RECORDS SUPPLIED Block Start

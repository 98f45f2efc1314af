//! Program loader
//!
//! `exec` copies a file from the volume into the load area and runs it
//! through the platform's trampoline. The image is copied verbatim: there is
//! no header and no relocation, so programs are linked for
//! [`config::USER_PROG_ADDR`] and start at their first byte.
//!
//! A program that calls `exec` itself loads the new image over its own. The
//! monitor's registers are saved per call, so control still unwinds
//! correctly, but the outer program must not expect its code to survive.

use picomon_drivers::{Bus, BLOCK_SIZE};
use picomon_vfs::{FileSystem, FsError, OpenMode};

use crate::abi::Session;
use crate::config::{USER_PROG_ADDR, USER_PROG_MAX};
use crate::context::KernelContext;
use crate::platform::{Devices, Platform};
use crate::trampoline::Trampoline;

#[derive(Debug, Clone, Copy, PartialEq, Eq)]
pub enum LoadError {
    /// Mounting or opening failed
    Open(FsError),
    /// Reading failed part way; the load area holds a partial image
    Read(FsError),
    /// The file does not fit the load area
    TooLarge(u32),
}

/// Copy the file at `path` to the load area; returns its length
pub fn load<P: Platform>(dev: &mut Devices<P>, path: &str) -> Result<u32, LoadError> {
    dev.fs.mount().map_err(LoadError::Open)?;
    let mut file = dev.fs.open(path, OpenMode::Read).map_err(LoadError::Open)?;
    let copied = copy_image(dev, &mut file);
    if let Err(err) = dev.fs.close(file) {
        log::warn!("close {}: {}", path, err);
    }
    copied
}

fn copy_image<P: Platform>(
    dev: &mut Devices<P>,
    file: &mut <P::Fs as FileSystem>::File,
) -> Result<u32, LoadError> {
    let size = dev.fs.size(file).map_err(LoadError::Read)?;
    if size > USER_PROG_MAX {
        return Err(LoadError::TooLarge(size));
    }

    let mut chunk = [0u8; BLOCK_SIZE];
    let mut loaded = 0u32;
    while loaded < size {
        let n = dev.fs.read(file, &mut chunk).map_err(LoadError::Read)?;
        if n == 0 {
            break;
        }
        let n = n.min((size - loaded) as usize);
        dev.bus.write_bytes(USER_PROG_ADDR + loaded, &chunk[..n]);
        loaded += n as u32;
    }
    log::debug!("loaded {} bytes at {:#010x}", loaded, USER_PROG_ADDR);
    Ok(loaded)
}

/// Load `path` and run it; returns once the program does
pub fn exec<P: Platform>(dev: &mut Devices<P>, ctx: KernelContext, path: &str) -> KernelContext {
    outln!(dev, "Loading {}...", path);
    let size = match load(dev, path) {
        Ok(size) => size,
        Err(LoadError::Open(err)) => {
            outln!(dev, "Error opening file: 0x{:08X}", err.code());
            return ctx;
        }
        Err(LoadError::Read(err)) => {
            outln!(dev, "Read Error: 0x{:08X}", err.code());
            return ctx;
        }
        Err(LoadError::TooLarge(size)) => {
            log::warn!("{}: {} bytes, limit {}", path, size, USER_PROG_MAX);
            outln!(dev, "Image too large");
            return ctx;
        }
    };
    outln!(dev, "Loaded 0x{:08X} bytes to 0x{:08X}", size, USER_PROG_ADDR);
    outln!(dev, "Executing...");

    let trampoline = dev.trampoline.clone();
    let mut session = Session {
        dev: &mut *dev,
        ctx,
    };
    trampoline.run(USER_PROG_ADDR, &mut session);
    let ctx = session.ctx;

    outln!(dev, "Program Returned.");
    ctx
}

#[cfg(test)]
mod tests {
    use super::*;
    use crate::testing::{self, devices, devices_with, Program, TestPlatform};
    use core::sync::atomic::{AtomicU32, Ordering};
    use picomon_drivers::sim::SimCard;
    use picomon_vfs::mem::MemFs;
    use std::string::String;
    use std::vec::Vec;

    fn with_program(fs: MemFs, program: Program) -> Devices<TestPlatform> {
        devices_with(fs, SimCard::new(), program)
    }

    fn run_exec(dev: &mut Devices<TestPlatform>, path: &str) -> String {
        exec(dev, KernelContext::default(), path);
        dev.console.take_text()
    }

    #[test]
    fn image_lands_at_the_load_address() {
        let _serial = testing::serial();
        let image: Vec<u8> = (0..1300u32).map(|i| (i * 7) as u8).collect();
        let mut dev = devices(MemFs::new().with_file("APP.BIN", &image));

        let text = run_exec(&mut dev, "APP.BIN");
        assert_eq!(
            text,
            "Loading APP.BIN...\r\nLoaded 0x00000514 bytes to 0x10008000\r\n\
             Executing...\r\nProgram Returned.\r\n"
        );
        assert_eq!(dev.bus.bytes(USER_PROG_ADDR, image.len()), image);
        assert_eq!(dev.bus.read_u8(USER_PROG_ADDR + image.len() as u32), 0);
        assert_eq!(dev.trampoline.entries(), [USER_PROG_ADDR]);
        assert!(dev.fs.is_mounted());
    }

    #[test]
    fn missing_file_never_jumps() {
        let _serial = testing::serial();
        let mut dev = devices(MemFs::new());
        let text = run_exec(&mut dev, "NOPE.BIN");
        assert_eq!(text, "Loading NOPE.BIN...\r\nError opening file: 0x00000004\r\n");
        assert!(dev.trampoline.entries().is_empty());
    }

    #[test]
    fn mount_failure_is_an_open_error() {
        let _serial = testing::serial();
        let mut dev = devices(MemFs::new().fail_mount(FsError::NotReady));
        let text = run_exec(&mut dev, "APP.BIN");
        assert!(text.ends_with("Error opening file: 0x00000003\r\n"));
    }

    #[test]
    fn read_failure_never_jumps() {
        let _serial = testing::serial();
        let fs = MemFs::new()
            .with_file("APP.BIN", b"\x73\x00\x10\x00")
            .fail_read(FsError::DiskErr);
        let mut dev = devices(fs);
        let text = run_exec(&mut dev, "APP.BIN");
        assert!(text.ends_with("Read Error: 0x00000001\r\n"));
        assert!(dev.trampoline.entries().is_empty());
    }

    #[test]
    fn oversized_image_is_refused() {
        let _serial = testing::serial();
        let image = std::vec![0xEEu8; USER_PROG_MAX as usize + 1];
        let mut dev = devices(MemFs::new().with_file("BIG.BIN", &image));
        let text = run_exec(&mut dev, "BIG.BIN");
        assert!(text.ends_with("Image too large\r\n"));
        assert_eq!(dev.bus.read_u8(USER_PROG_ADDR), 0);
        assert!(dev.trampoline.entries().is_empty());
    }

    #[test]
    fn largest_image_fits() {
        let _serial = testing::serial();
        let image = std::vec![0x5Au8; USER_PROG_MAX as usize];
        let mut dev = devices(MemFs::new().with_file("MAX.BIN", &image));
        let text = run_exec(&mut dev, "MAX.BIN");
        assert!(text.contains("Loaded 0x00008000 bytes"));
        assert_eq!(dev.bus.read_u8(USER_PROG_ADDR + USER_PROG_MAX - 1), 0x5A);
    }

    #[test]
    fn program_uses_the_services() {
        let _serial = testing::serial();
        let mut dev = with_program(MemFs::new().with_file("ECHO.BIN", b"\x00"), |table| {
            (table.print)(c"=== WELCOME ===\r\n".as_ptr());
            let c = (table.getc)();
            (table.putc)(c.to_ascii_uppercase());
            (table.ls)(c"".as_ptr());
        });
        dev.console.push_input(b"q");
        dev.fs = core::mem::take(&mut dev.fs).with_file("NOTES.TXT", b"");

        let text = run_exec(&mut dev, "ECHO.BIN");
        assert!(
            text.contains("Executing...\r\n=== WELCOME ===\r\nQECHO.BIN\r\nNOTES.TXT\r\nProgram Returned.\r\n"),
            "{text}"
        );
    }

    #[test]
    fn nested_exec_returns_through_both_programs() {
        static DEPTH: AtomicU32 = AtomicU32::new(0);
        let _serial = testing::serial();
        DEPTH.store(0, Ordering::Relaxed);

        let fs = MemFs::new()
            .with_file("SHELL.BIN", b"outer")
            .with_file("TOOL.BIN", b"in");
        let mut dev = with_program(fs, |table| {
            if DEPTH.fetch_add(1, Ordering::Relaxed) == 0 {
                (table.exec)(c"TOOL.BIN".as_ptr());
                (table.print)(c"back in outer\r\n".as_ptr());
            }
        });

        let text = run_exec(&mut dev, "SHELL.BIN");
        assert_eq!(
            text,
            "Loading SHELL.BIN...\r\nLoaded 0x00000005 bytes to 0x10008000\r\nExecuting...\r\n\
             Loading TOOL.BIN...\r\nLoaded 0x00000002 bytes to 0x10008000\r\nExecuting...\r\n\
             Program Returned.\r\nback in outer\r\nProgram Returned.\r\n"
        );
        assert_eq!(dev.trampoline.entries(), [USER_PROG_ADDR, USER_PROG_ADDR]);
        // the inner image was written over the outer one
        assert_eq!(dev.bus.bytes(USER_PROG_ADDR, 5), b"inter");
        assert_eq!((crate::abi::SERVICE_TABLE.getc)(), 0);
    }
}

RECORDS SUPPLIED Block End

EXERCISE: Set down, from the entries above, exactly the lines from the one with "a partial image" up to and including the one with "dev.bus.write_bytes(USER_PROG_ADDR + loaded, &chunk[..n]);", and no other lines.

SOLUTION FOR THIS PROBLEM:
    /// Reading failed part way; the load area holds a partial image
    Read(FsError),
    /// The file does not fit the load area
    TooLarge(u32),
}

/// Copy the file at `path` to the load area; returns its length
pub fn load<P: Platform>(dev: &mut Devices<P>, path: &str) -> Result<u32, LoadError> {
    dev.fs.mount().map_err(LoadError::Open)?;
    let mut file = dev.fs.open(path, OpenMode::Read).map_err(LoadError::Open)?;
    let copied = copy_image(dev, &mut file);
    if let Err(err) = dev.fs.close(file) {
        log::warn!("close {}: {}", path, err);
    }
    copied
}

fn copy_image<P: Platform>(
    dev: &mut Devices<P>,
    file: &mut <P::Fs as FileSystem>::File,
) -> Result<u32, LoadError> {
    let size = dev.fs.size(file).map_err(LoadError::Read)?;
    if size > USER_PROG_MAX {
        return Err(LoadError::TooLarge(size));
    }

    let mut chunk = [0u8; BLOCK_SIZE];
    let mut loaded = 0u32;
    while loaded < size {
        let n = dev.fs.read(file, &mut chunk).map_err(LoadError::Read)?;
        if n == 0 {
            break;
        }
        let n = n.min((size - loaded) as usize);
        dev.bus.write_bytes(USER_PROG_ADDR + loaded, &chunk[..n]);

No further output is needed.